Greg Dulcich doesn’t set low bars.
Asked about his plans for playing in the NFL - and catching passes from Russell Wilson - he was pretty clear on the potential.
“It’s just—we’re going to win some Super Bowls,” he said out of the gate. “I’m just excited about that. We’re going to be such a successful team and I can’t wait to go over there and get to work with him.”
In fact, Dulcich has already talked to his new QB when Wilson FaceTimed him Saturday.
I was like, ‘This is a Hall of Fame’ dude—this is the man, and he’s just Face Timing me!’ So that was just an honor,” Dulcich said. “I’m excited to get out there and work with him. ‘Al’ (TE Albert Okwuegbunam) too texted me. I’m excited to be in the same room as him and a number of other guys. It’s super exciting. It’s a great family here, I can already tell.”

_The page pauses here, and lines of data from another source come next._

//! Run Loop
//!
//! Plain functions over `Population`, no ECS scheduling: the step/check loop,
//! its observers, and the end-to-end simulation driver.

pub mod run;
pub mod simulation;

pub use run::{RunObserver, RunOutcome};
pub use simulation::{RunOptions, Simulation};
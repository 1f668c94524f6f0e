//! Population Setup
//!
//! Initial prisonization of a freshly built population.

pub mod seeding;

pub use seeding::*;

Dulcich got a facetime from @DangeRussWilson last night. Said it was "awesome"— Romi Bean (@Romi_Bean) April 30, 2022
And he’s not shy about the strengths he’ll be bringing to the table.

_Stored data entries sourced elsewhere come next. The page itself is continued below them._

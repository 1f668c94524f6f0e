//! Output Module
//!
//! Run statistics collection and population snapshots.

pub mod snapshot;
pub mod stats;

pub use snapshot::capture;
pub use stats::StatsCollector;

“I’m a dynamic pass catcher—I’m a guy that’s going to make big time plays,” he said. “In the run game as well, I’m a guy that we can run the ball towards my side.”
But as a former receiver, Dulcich believes his biggest threat is still the passing game.
“[I’m] a dynamic playmaker in the passing game especially with ... the separation I get,” he said, adding that wasn’t a major characteristic with other tight ends in this draft. “That’s something that makes me stand out and that’s something I’m going to contribute to at the next level.”
Dulcich reiterated that confidence the next day during his official introductory press conference when a reporter pressed him on his speed.
“I think my speed is definitely elite. You watch the film [and] I’m getting great separation, so I’ll disagree with you there,” he said, also reiterating his background as a receiver. “I learned from my tight-end coach that to get away from guys and create that separation was huge, and I’m excited to continue to do that at the next level.”
“He was the best player on our board. A guy we were looking at all day.”— Denver Broncos (@Broncos) May 1, 2022
Western National Scout Sae Woon Jo on third-round pick @Greg_Dulcich: pic.twitter.com/XtW6ZcsTYh
But he’s not just about the catching part of the tight end’s job on the field. Playing for a run-first team at UCLA, Dulcich was often tasked with blocking.
“I’m great at blocking,” he said. “That’s what I was mainly asked to do at UCLA—we’re a run-first team, so I never shy away from that. I take pride in being a tough player that blocks at the point of attack. I’m nasty in the trenches for sure.”
Dulcich credits playing in a pro-style offense under former Eagles coach Chip Kelly as a big reason that his talent will translate well in the NFL.
“We were running a pro-level offense, and I think that’s what has been great about my process there and preparing me for the next level,” he said. “I’ve been doing it for four years.”
Offensive Coordinator Justin Outten on George Paton and Co. selecting TE Greg Dulcich:— Aric DiLalla (@AricDiLalla) April 30, 2022
"They really nailed it on this one."
Despite all the confidence, he still realizes there’s work to be done now that he’s in the pros.
“There’s going to be a lot to learn going to the next level,” he acknowledged. “I’m excited to get my foot in the door and get to work.”
But he’s had good practice at earning his way onto a team. Dulcich was a walk-on at UCLA until earning a scholarship from Kelly.
“When you walk on, there is this stigma that you don’t belong. What’s cool is Coach Kelly at UCLA, he never had that environment,” Dulcich said. “It was always just [that] you’ll get a chance to get your foot on the field and just do what you do and make a name for yourself. Sure enough, I was given the opportunity to do so, and it got me here.”
In fact, it was his first day of practice when he realized he might have a shot at one day playing pro.
“Well, shoot. The first day I got to UCLA we were at summer workouts, and I’m beating all the guys on scholarship on the sprints and stuff,” he said. “I’m like, ‘All right, I’m supposed to be a slow dude that wasn’t worth a scholarship, but here I am tearing it up.’ I knew from that moment [that] I was going to be here.”